The wolves of Denali have historically been one of the world’s most viewed populations in part because they can be seen inside one of the planet’s few remaining intact functioning ecosystems, near the park’s main road. Approximately 600,000 visitors come to Denali each year, spending more than $600 million on lodging, travel and other purchases. Many visitors report the desire to see wolves as one of their main objectives for visiting the park.

From 2000 until 2010, the State of Alaska prohibited wolf hunting and trapping in two areas bordering the park, the Stampede and Nenana Canyon Closed Areas, in order to protect two of the park’s three most-commonly viewed wolf packs. At the spring 2010 meeting of the Alaska Board of Game, the NPS proposed to expand the eastern boundary of the Stampede Closed Area. Instead, the Board of Game eliminated both closed areas to allow hunting and trapping wolves in all areas bordering the park. The Board most recently rejected reopening the buffers this August.

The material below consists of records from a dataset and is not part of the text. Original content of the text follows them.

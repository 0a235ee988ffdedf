//! Shared types for tapbin.
//!
//! Everything here is plain data: platform triples, validated checksums and
//! the per-platform release records a formula is made of. Loading, network
//! and filesystem concerns live in `tapbin-core`.

pub mod hash;
pub mod platform;
pub mod types;

// Re-exports
pub use hash::*;
pub use platform::*;
pub use types::*;
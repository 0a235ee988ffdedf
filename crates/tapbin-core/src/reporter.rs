//! Reporter trait for dependency injection
//!
//! This trait allows core logic to report progress and status without
//! being coupled to a specific terminal implementation.

use tapbin_schema::{PackageName, Sha256Digest, Version};

/// Progress sink for the install pipeline.
pub trait Reporter: Send + Sync {
    /// Indicates a new section or phase has started (e.g. "Resolving", "Installing").
    fn section(&self, title: &str);

    /// Updates the progress of a download.
    fn downloading(&self, name: &PackageName, version: &Version, current: u64, total: Option<u64>);

    /// The downloaded bytes matched the expected checksum.
    fn verified(&self, name: &PackageName, version: &Version, digest: &Sha256Digest);

    /// Updates the state of a package to 'installing'.
    fn installing(&self, name: &PackageName, version: &Version);

    /// Marks a package operation as successfully completed.
    fn done(&self, name: &PackageName, version: &Version, detail: &str, size: Option<u64>);

    /// Marks a package operation as failed with a specific reason.
    fn failed(&self, name: &PackageName, version: &Version, reason: &str);

    /// Log an informational message.
    fn info(&self, msg: &str);

    /// Log a warning message.
    fn warning(&self, msg: &str);
}

impl<T: Reporter + ?Sized> Reporter for std::sync::Arc<T> {
    fn section(&self, title: &str) {
        (**self).section(title);
    }
    fn downloading(&self, name: &PackageName, version: &Version, current: u64, total: Option<u64>) {
        (**self).downloading(name, version, current, total);
    }
    fn verified(&self, name: &PackageName, version: &Version, digest: &Sha256Digest) {
        (**self).verified(name, version, digest);
    }
    fn installing(&self, name: &PackageName, version: &Version) {
        (**self).installing(name, version);
    }
    fn done(&self, name: &PackageName, version: &Version, detail: &str, size: Option<u64>) {
        (**self).done(name, version, detail, size);
    }
    fn failed(&self, name: &PackageName, version: &Version, reason: &str) {
        (**self).failed(name, version, reason);
    }
    fn info(&self, msg: &str) {
        (**self).info(msg);
    }
    fn warning(&self, msg: &str) {
        (**self).warning(msg);
    }
}

/// A no-op reporter for silent operations (e.g., verification, testing).
#[derive(Debug, Clone, Copy)]
pub struct NullReporter;

impl Reporter for NullReporter {
    fn section(&self, _: &str) {}
    fn downloading(&self, _: &PackageName, _: &Version, _: u64, _: Option<u64>) {}
    fn verified(&self, _: &PackageName, _: &Version, _: &Sha256Digest) {}
    fn installing(&self, _: &PackageName, _: &Version) {}
    fn done(&self, _: &PackageName, _: &Version, _: &str, _: Option<u64>) {}
    fn failed(&self, _: &PackageName, _: &Version, _: &str) {}
    fn info(&self, _: &str) {}
    fn warning(&self, _: &str) {}
}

Since the state removed the no-take buffers, wolf-viewing success in Denali has fallen from the 45% success rate estimated by NPS staff in 2010 to 22% by 2011, 12% in 2012, and 5% in 2016. In 2019, that number dropped further to 1% – an all-time low.

“The plight of Denali’s wolves is an international ecological disgrace and an embarrassment for the State of Alaska,” stated Rick Steiner, a retired University of Alaska professor and PEER board member who has led efforts to persuade the State of Alaska to restore the no-hunt buffers. “To benefit a few trappers, the State of Alaska is killing the goose laying the proverbial golden egg of millions in tourist dollars and one of the world’s best wildlife viewing opportunities.”

The NPS figures gibe with a survey of Denali bus-drivers which found that sightings of wolves along park roads had become increasingly rare dropped to “not quite nonexistent.” Similarly, state predator control has so diminished packs in the Yukon-Charley Rivers National Preserve that the NPS ended a more than 20-year research program because the wolf population is “no longer in a natural state” and lacks enough survivors to maintain a “self-sustaining population.”

At the same time, Trump administration policies promote deferral to state hunting practices at the expense of national park resources. In addition, all national park units that allow hunting or fishing are under orders to drop all restrictions stricter than state game laws.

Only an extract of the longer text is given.